In early 1996, I began a series of discussions with a core of veteran activists: Bill Fletcher, who is now the education director for the AFL-CIO; Abdul Akalimat, a long-time socialist activist and leader of the Black studies movement; Barbara Ramsey, who emerged as a leader of the student movement at the University of Michigan in the 1980s and is today a prominent Black feminist and historian; and Leith Mullings, who is a well-known Marxist anthropologist and feminist. The five of us began talking about what is to be done in the Black movement. Partially as a result of these dialogues, there was an attempt to build the Black Radical Congress, which was intended to be a democratic membership organization of the Black Left and Black activists—of Black nationalists, democratic socialists, people in the labor movement, community-based groups, community activists, Marxists, all people who oppose what America’s capitalist economy has done. A series of organizational meetings took place in Chicago, Washington DC, Atlanta, and New York, culminating in a National Congress in Chicago.
Would the Congress be a multi-racial formulation?
It is a Black formation. In a racially stratified society, Black identity can become a basis for organizing collective movements of resistance. Any kind of analysis of American society has to begin with the great social divisions which from the beginning fostered social hierarchies of power and privilege and sets of dependent relations. The first division was between Europeans and non-Europeans, especially Black slaves and American Indians. The second was the division between labor and capital. The third was the gender stratification between men and women, the superiority granted to males by the weight of patriarchal law and property ownership, physical violence, and social control. Those three divisions all contributed to the historical construction of the United States, of the national identity of America, which is defined by whiteness. To challenge those great divisions one needs specific formations that draw on the collective memories and resistance movements of those who have been oppressed.
But the key in understanding their power is also in understanding their limited vision. Because there is not Black strategy for health care that can be addressed solely in New York City for providing decent public transportation for Latinos and Latinos alone; there’s no strategy that will clean up the environment for Pacific Island Americans alone. So we have to be aware of the power and importance of organizing not just around identity, but the materiality of daily life, which still in many respects is racialized for people of color. You build from that, but you have a grander social vision that transcends it and recognizes the strengths and limitations that are drawn from the particularity of identity.
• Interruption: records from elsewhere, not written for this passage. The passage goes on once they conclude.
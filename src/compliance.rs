// Submission compliance of project managers over recent reporting periods.
//
// Each (PM, period) cell is classified on its own:
// - N/A: the PM has no project attributed to them at all
// - Missing: the PM has projects but nothing was reported in the period
// - Late: a report in the period was submitted in the closing days of its
//   submission month
// - On Time: reports exist and none of them is late
use crate::config::EngineConfig;
use crate::types::{Project, Report, UNASSIGNED};
use crate::util::{days_in_month, round1};
use chrono::Datelike;
use serde::Serialize;
use std::collections::{BTreeSet, HashMap};
use std::fmt;
use tracing::debug;

#[derive(Debug, Clone, Copy, PartialEq, Eq, Serialize)]
pub enum SubmissionStatus {
    OnTime,
    Late,
    Missing,
    NotApplicable,
}

impl SubmissionStatus {
    pub fn as_str(self) -> &'static str {
        match self {
            SubmissionStatus::OnTime => "On Time",
            SubmissionStatus::Late => "Late",
            SubmissionStatus::Missing => "Missing",
            SubmissionStatus::NotApplicable => "N/A",
        }
    }
}

impl fmt::Display for SubmissionStatus {
    fn fmt(&self, f: &mut fmt::Formatter<'_>) -> fmt::Result {
        f.write_str(self.as_str())
    }
}

#[derive(Debug, Clone, Copy, PartialEq, Eq, Serialize)]
pub enum ComplianceStanding {
    Good,
    Warning,
    Critical,
}

impl ComplianceStanding {
    pub fn from_score(score: f64, config: &EngineConfig) -> Self {
        if score >= config.compliance_good {
            ComplianceStanding::Good
        } else if score >= config.compliance_warning {
            ComplianceStanding::Warning
        } else {
            ComplianceStanding::Critical
        }
    }

    pub fn as_str(self) -> &'static str {
        match self {
            ComplianceStanding::Good => "good",
            ComplianceStanding::Warning => "warning",
            ComplianceStanding::Critical => "critical",
        }
    }
}

#[derive(Debug, Clone, PartialEq, Serialize)]
pub struct PeriodStatus {
    pub period: String,
    pub status: SubmissionStatus,
    pub reports: usize,
}

#[derive(Debug, Clone, PartialEq, Serialize)]
pub struct PmCompliance {
    pub pm_name: String,
    pub period_statuses: Vec<PeriodStatus>,
    pub compliance_score: f64,
    pub standing: ComplianceStanding,
}

/// True for names that stand for an actual person.
pub fn is_real_pm(name: &str) -> bool {
    let n = name.trim();
    !n.is_empty() && !n.eq_ignore_ascii_case(UNASSIGNED)
}

/// PM a report is attributed to: the one named on the report, else the
/// registry's PM for the report's project.
fn attributed_pm<'a>(report: &'a Report, registry_pm: &HashMap<&str, &'a str>) -> Option<&'a str> {
    if is_real_pm(&report.assigned_pm) {
        return Some(report.assigned_pm.trim());
    }
    registry_pm.get(report.project_name.as_str()).copied()
}

fn registry_pms(registry: &[Project]) -> HashMap<&str, &str> {
    registry
        .iter()
        .filter_map(|p| {
            let pm = p.assigned_pm.as_deref()?.trim();
            is_real_pm(pm).then_some((p.project_name.as_str(), pm))
        })
        .collect()
}

/// Whether a submission falls within the last `window` days of its month.
pub fn is_late(submitted: chrono::NaiveDateTime, window: u32) -> bool {
    let date = submitted.date();
    date.day() > days_in_month(date).saturating_sub(window)
}

/// `100 * (on_time + 0.5 * late) / applicable`, 0 when nothing applies.
///
/// The value is unrounded; standings are bucketed on it before rounding.
pub fn compliance_score(statuses: &[PeriodStatus]) -> f64 {
    let applicable = statuses
        .iter()
        .filter(|s| s.status != SubmissionStatus::NotApplicable)
        .count();
    if applicable == 0 {
        return 0.0;
    }
    let on_time = statuses.iter().filter(|s| s.status == SubmissionStatus::OnTime).count();
    let late = statuses.iter().filter(|s| s.status == SubmissionStatus::Late).count();
    100.0 * (on_time as f64 + 0.5 * late as f64) / applicable as f64
}

/// Evaluate every PM found in the registry or on the reports.
pub fn evaluate_compliance(
    reports: &[Report],
    registry: &[Project],
    periods: &[String],
    config: &EngineConfig,
) -> Vec<PmCompliance> {
    evaluate_compliance_for(&[], reports, registry, periods, config)
}

/// Evaluate `pm_names` plus every PM found in the registry or on the reports.
/// Names with no attributed project come out as N/A in every period.
pub fn evaluate_compliance_for(
    pm_names: &[String],
    reports: &[Report],
    registry: &[Project],
    periods: &[String],
    config: &EngineConfig,
) -> Vec<PmCompliance> {
    let registry_pm = registry_pms(registry);

    // pm -> period -> reports in that period
    let mut by_pm: HashMap<&str, HashMap<&str, Vec<&Report>>> = HashMap::new();
    for r in reports {
        let Some(pm) = attributed_pm(r, &registry_pm) else { continue };
        let e = by_pm.entry(pm).or_default();
        if let Some(period) = r.reporting_period.as_deref() {
            e.entry(period).or_default().push(r);
        }
    }

    let has_projects: BTreeSet<&str> = registry_pm
        .values()
        .copied()
        .chain(by_pm.keys().copied())
        .collect();

    let all_pms: BTreeSet<&str> = pm_names
        .iter()
        .map(|n| n.trim())
        .filter(|n| is_real_pm(n))
        .chain(has_projects.iter().copied())
        .collect();

    let out: Vec<PmCompliance> = all_pms
        .into_iter()
        .map(|pm| {
            let own = by_pm.get(pm);
            let period_statuses: Vec<PeriodStatus> = periods
                .iter()
                .map(|period| {
                    let in_period = own
                        .and_then(|m| m.get(period.as_str()))
                        .map(Vec::as_slice)
                        .unwrap_or(&[]);
                    let status = if !has_projects.contains(pm) {
                        SubmissionStatus::NotApplicable
                    } else if in_period.is_empty() {
                        SubmissionStatus::Missing
                    } else if in_period.iter().any(|r| {
                        r.submission_date
                            .map(|at| is_late(at, config.late_window_days))
                            .unwrap_or(false)
                    }) {
                        SubmissionStatus::Late
                    } else {
                        SubmissionStatus::OnTime
                    };
                    PeriodStatus { period: period.clone(), status, reports: in_period.len() }
                })
                .collect();
            let score = compliance_score(&period_statuses);
            PmCompliance {
                pm_name: pm.to_string(),
                standing: ComplianceStanding::from_score(score, config),
                compliance_score: round1(score),
                period_statuses,
            }
        })
        .collect();

    debug!(pms = out.len(), periods = periods.len(), "evaluated submission compliance");
    out
}

#[cfg(test)]
mod tests {
    use super::*;
    use chrono::{NaiveDate, NaiveDateTime};

    fn on(y: i32, m: u32, d: u32) -> NaiveDateTime {
        NaiveDate::from_ymd_opt(y, m, d)
            .and_then(|d| d.and_hms_opt(12, 0, 0))
            .unwrap()
    }

    fn periods() -> Vec<String> {
        vec!["2025-03".into(), "2025-02".into(), "2025-01".into()]
    }

    fn statuses(c: &PmCompliance) -> Vec<SubmissionStatus> {
        c.period_statuses.iter().map(|s| s.status).collect()
    }

    #[test]
    fn late_window_covers_the_last_five_days() {
        assert!(!is_late(on(2025, 1, 26), 5));
        assert!(is_late(on(2025, 1, 27), 5));
        assert!(is_late(on(2025, 2, 24), 5));
        assert!(!is_late(on(2025, 2, 23), 5));
    }

    #[test]
    fn gap_month_is_missing() {
        let reports = vec![
            Report::new("1", "Beta", "2025-01").assigned_to("Pat").submitted(on(2025, 1, 10)),
            Report::new("2", "Beta", "2025-03").assigned_to("Pat").submitted(on(2025, 3, 29)),
        ];
        let out = evaluate_compliance(&reports, &[], &periods(), &EngineConfig::default());
        assert_eq!(out.len(), 1);
        assert_eq!(
            statuses(&out[0]),
            vec![SubmissionStatus::Late, SubmissionStatus::Missing, SubmissionStatus::OnTime]
        );
        assert_eq!(out[0].compliance_score, 50.0);
        assert_eq!(out[0].standing, ComplianceStanding::Warning);
    }

    #[test]
    fn pm_without_projects_is_not_applicable_and_scores_zero() {
        let out = evaluate_compliance_for(
            &["Robin".to_string()],
            &[],
            &[],
            &periods(),
            &EngineConfig::default(),
        );
        assert_eq!(out.len(), 1);
        assert!(statuses(&out[0]).iter().all(|s| *s == SubmissionStatus::NotApplicable));
        assert_eq!(out[0].compliance_score, 0.0);
        assert_eq!(out[0].standing, ComplianceStanding::Critical);
    }

    #[test]
    fn registry_assignment_counts_as_having_projects() {
        let registry = vec![Project {
            project_name: "Gamma".into(),
            assigned_pm: Some("Lee".into()),
        }];
        let reports = vec![Report::new("1", "Gamma", "2025-02").submitted(on(2025, 2, 3))];
        let out = evaluate_compliance(&reports, &registry, &periods(), &EngineConfig::default());
        assert_eq!(out[0].pm_name, "Lee");
        assert_eq!(
            statuses(&out[0]),
            vec![SubmissionStatus::Missing, SubmissionStatus::OnTime, SubmissionStatus::Missing]
        );
        assert_eq!(out[0].compliance_score, 33.3);
    }

    #[test]
    fn unassigned_is_not_a_manager() {
        let reports = vec![Report::new("1", "Delta", "2025-03").assigned_to("Unassigned")];
        let out = evaluate_compliance(&reports, &[], &periods(), &EngineConfig::default());
        assert!(out.is_empty());
    }

    #[test]
    fn not_applicable_cells_leave_the_denominator() {
        let statuses = vec![
            PeriodStatus { period: "a".into(), status: SubmissionStatus::OnTime, reports: 1 },
            PeriodStatus {
                period: "b".into(),
                status: SubmissionStatus::NotApplicable,
                reports: 0,
            },
        ];
        assert_eq!(compliance_score(&statuses), 100.0);
        assert_eq!(compliance_score(&[]), 0.0);
    }

    #[test]
    fn standing_thresholds() {
        let cfg = EngineConfig::default();
        assert_eq!(ComplianceStanding::from_score(80.0, &cfg), ComplianceStanding::Good);
        assert_eq!(ComplianceStanding::from_score(50.0, &cfg), ComplianceStanding::Warning);
        assert_eq!(ComplianceStanding::from_score(49.9, &cfg), ComplianceStanding::Critical);
        assert_eq!(ComplianceStanding::from_score(79.95, &cfg), ComplianceStanding::Warning);
    }

    #[test]
    fn standing_uses_the_unrounded_score() {
        // 2 of 3 on time is 66.666..., displayed as 66.7 but still below 66.7.
        let config = EngineConfig { compliance_good: 66.7, ..EngineConfig::default() };
        let reports = vec![
            Report::new("1", "Beta", "2025-01").assigned_to("Pat").submitted(on(2025, 1, 10)),
            Report::new("2", "Beta", "2025-02").assigned_to("Pat").submitted(on(2025, 2, 10)),
        ];
        let out = evaluate_compliance(&reports, &[], &periods(), &config);
        assert_eq!(out[0].compliance_score, 66.7);
        assert_eq!(out[0].standing, ComplianceStanding::Warning);
    }

    #[test]
    fn late_window_follows_the_config() {
        let reports = vec![
            Report::new("1", "Beta", "2025-01").assigned_to("Pat").submitted(on(2025, 1, 28)),
        ];
        let periods = vec!["2025-01".to_string()];

        let default = evaluate_compliance(&reports, &[], &periods, &EngineConfig::default());
        assert_eq!(statuses(&default[0]), vec![SubmissionStatus::Late]);

        let narrow = EngineConfig { late_window_days: 2, ..EngineConfig::default() };
        let out = evaluate_compliance(&reports, &[], &periods, &narrow);
        assert_eq!(statuses(&out[0]), vec![SubmissionStatus::OnTime]);
        assert_eq!(out[0].compliance_score, 100.0);
        assert_eq!(out[0].standing, ComplianceStanding::Good);
    }

    #[test]
    fn roster_pm_without_projects_sits_beside_scored_pms() {
        let reports = vec![
            Report::new("1", "Beta", "2025-03").assigned_to("Pat").submitted(on(2025, 3, 3)),
        ];
        let roster = vec!["Robin".to_string(), "Pat".to_string(), "Unassigned".to_string()];
        let out = evaluate_compliance_for(
            &roster,
            &reports,
            &[],
            &periods(),
            &EngineConfig::default(),
        );
        let names: Vec<&str> = out.iter().map(|c| c.pm_name.as_str()).collect();
        assert_eq!(names, vec!["Pat", "Robin"]);
        assert_eq!(
            statuses(&out[0]),
            vec![SubmissionStatus::OnTime, SubmissionStatus::Missing, SubmissionStatus::Missing]
        );
        assert_eq!(out[0].compliance_score, 33.3);
        assert!(statuses(&out[1]).iter().all(|s| *s == SubmissionStatus::NotApplicable));
    }
}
How can we revitalize the socialist current in the Left?
Socialism lost its way largely when it became decoupled from the processes of democracy. My vision of a just society is one that is democratic, that allows people’s voices to be heard, where the people actually govern. CLR James sometimes used the slogan “every cook can govern” to speak to the concept that there should be no hierarchies of power between those who lead and their constituencies. Our challenge and task is not to construct a comprehensive blueprint for an alternative society. It is to in a small modest way speak to a vision of what society might look like if we didn’t have 43 million people without medical care; if we didn’t have a half a million people in the U.S. last year being turned away from an emerging health clinic because they had no health insurance; if you had a society where several million people didn’t sleep in the streets or were under-housed. That’s a vision that can be realized through struggle, but it must be a struggle that harnesses the capacities, the intelligence, the will, and the insights from our collective experiences. That’s what I mean by radical democracy. That’s why I’m a socialist—because I deeply believe that an ethical and a humane society is possible through struggle.